In the LCE webtool, manually curated datasets were used for meta-analyses of gene expression differences or survival associations to avoid heterogenicity among datasets, which makes each gene comparison result more convincing and reproductive, as demonstrated by the team in another paper (41). Therefore, we selected the P value as a filter but did not adjust the P value to avoid false negative results. Survival analysis with the median value used as the dichotomization cut-off value for continuous gene expression is common; however, the gene expression distribution pattern is often unbalanced as a result of heterogeneous oncogenotypes (41). Thus, we chose the best cut-off value for each gene survival comparison in the KM Plotter analysis, and the P value was used. We admit that using the P value may increase the false positive rate when multiple comparisons are conducted. Thereby, gene survival association analysis in the KM plotter was also conducted with median value as the cut-off value, which also showed that CD52 and NTRK2 tended to promote survival while RAB11A, CDC20, and LDHA significantly worsen the survival (Table S1). However, the aim of this study was to explore the functional and molecular features of LUSC, and the genes identified in this work by bioinformatics analysis must be validated in large amount clinical samples.

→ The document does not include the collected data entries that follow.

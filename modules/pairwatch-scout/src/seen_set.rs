//! Bounded, insertion-ordered set of identity keys and its on-disk form.
//!
//! Keys are normalized on every access, so callers may pass raw addresses.
//! When the set grows past its capacity the oldest keys are evicted first;
//! re-inserting a present key moves it to the newest position.

use std::collections::{HashSet, VecDeque};
use std::fs;
use std::io::{BufWriter, Write};
use std::path::{Path, PathBuf};

use anyhow::{Context, Result};
use pairwatch_common::normalize_address;
use tracing::{info, warn};

pub const DEFAULT_MAX_TRACKED: usize = 2000;

#[derive(Debug, Clone)]
pub struct SeenSet {
    order: VecDeque<String>,
    members: HashSet<String>,
    capacity: usize,
}

impl SeenSet {
    pub fn new(capacity: usize) -> Self {
        Self {
            order: VecDeque::new(),
            members: HashSet::new(),
            capacity: capacity.max(1),
        }
    }

    /// Build from keys ordered oldest first. Unusable keys are skipped and
    /// only the newest `capacity` survive.
    pub fn from_keys(keys: impl IntoIterator<Item = String>, capacity: usize) -> Self {
        let mut set = Self::new(capacity);
        for key in keys {
            set.insert(&key);
        }
        set
    }

    pub fn contains(&self, raw: &str) -> bool {
        normalize_address(raw).is_some_and(|key| self.members.contains(&key))
    }

    /// Insert a key as the newest entry. Returns false for an unusable key.
    pub fn insert(&mut self, raw: &str) -> bool {
        let Some(key) = normalize_address(raw) else {
            return false;
        };

        if self.members.contains(&key) {
            if let Some(pos) = self.order.iter().position(|k| *k == key) {
                self.order.remove(pos);
            }
        } else {
            self.members.insert(key.clone());
        }
        self.order.push_back(key);

        while self.order.len() > self.capacity {
            if let Some(evicted) = self.order.pop_front() {
                self.members.remove(&evicted);
            }
        }
        true
    }

    pub fn len(&self) -> usize {
        self.order.len()
    }

    pub fn is_empty(&self) -> bool {
        self.order.is_empty()
    }

    pub fn capacity(&self) -> usize {
        self.capacity
    }

    /// Keys oldest first.
    pub fn iter(&self) -> impl Iterator<Item = &str> {
        self.order.iter().map(String::as_str)
    }
}

/// JSON-array file holding a [`SeenSet`] between runs.
#[derive(Debug, Clone)]
pub struct SeenStore {
    path: PathBuf,
}

impl SeenStore {
    pub fn new(path: impl Into<PathBuf>) -> Self {
        Self { path: path.into() }
    }

    pub fn path(&self) -> &Path {
        &self.path
    }

    /// Read the persisted set. A missing or unreadable file yields an empty set.
    pub fn load(&self, capacity: usize) -> SeenSet {
        let raw = match fs::read_to_string(&self.path) {
            Ok(raw) => raw,
            Err(e) if e.kind() == std::io::ErrorKind::NotFound => {
                info!(path = %self.path.display(), "No seen-set file yet, starting empty");
                return SeenSet::new(capacity);
            }
            Err(e) => {
                warn!(path = %self.path.display(), error = %e, "Failed to read seen-set file, starting empty");
                return SeenSet::new(capacity);
            }
        };

        match serde_json::from_str::<Vec<String>>(&raw) {
            Ok(keys) => {
                let set = SeenSet::from_keys(keys, capacity);
                info!(path = %self.path.display(), tracked = set.len(), "Loaded seen-set");
                set
            }
            Err(e) => {
                warn!(path = %self.path.display(), error = %e, "Corrupt seen-set file, starting empty");
                SeenSet::new(capacity)
            }
        }
    }

    /// Replace the file atomically: write a sibling temp file, then rename.
    pub fn save(&self, set: &SeenSet) -> Result<()> {
        let dir = match self.path.parent() {
            Some(parent) if !parent.as_os_str().is_empty() => parent,
            _ => Path::new("."),
        };

        let mut tmp = tempfile::NamedTempFile::new_in(dir)
            .with_context(|| format!("Failed to create temp file in {}", dir.display()))?;
        {
            let mut writer = BufWriter::new(tmp.as_file_mut());
            let keys: Vec<&str> = set.iter().collect();
            serde_json::to_writer(&mut writer, &keys)?;
            writer.flush()?;
        }
        tmp.as_file().sync_all()?;
        tmp.persist(&self.path)
            .with_context(|| format!("Failed to replace {}", self.path.display()))?;
        Ok(())
    }
}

By analysing the DEGs and PRGs screened from systematic results of meta-analysis of transcriptomics data of LUSC provided by the LCE database, we unmasked 4 gene signatures that were related with multifaceted biological features of lung squamous cell carcinoma and identified 9 hub genes consistently associated with overall survival in both pooled analysis by KM Plotter and meta-analysis by LCE web-tool, including NTRK2, RAB11A, and CD52. This information may provide visionary guides for finding diagnostic and therapeutic strategies to eliminate lung squamous cancer in human bodies.


Acknowledgments

Funding: This work was supported by the Zhejiang Provincial Natural Science Foundation of China under Grant No. LQ19H310001, Zhejiang Provincial Medicine and Health Science Foundation (grant No. 2020RC027) and National Natural Scientific Foundation of China (81803631).


Footnote

Reporting Checklist: The authors have completed the MDAR checklist. Available at http://dx.doi.org/10.21037/tcr-21-222

Data Sharing Statement: Available at http://dx.doi.org/10.21037/tcr-21-222

Conflicts of Interest: All authors have completed the ICMJE uniform disclosure form (available at http://dx.doi.org/10.21037/tcr-21-222). The authors have no conflicts of interest to declare.

Ethical Statement: The authors are accountable for all aspects of the work in ensuring that questions related to the accuracy or integrity of any part of the work are appropriately investigated and resolved. The study was conducted in accordance with the Declaration of Helsinki (as revised in 2013). The study was approved by the Institutional Review Board of Hangzhou First People’s Hospital ([2015](043)-01). Informed consent was waived since this study was observational and presents no more than minimal risk of harm to subjects and involves no procedures for which written consent is normally required outside the research context.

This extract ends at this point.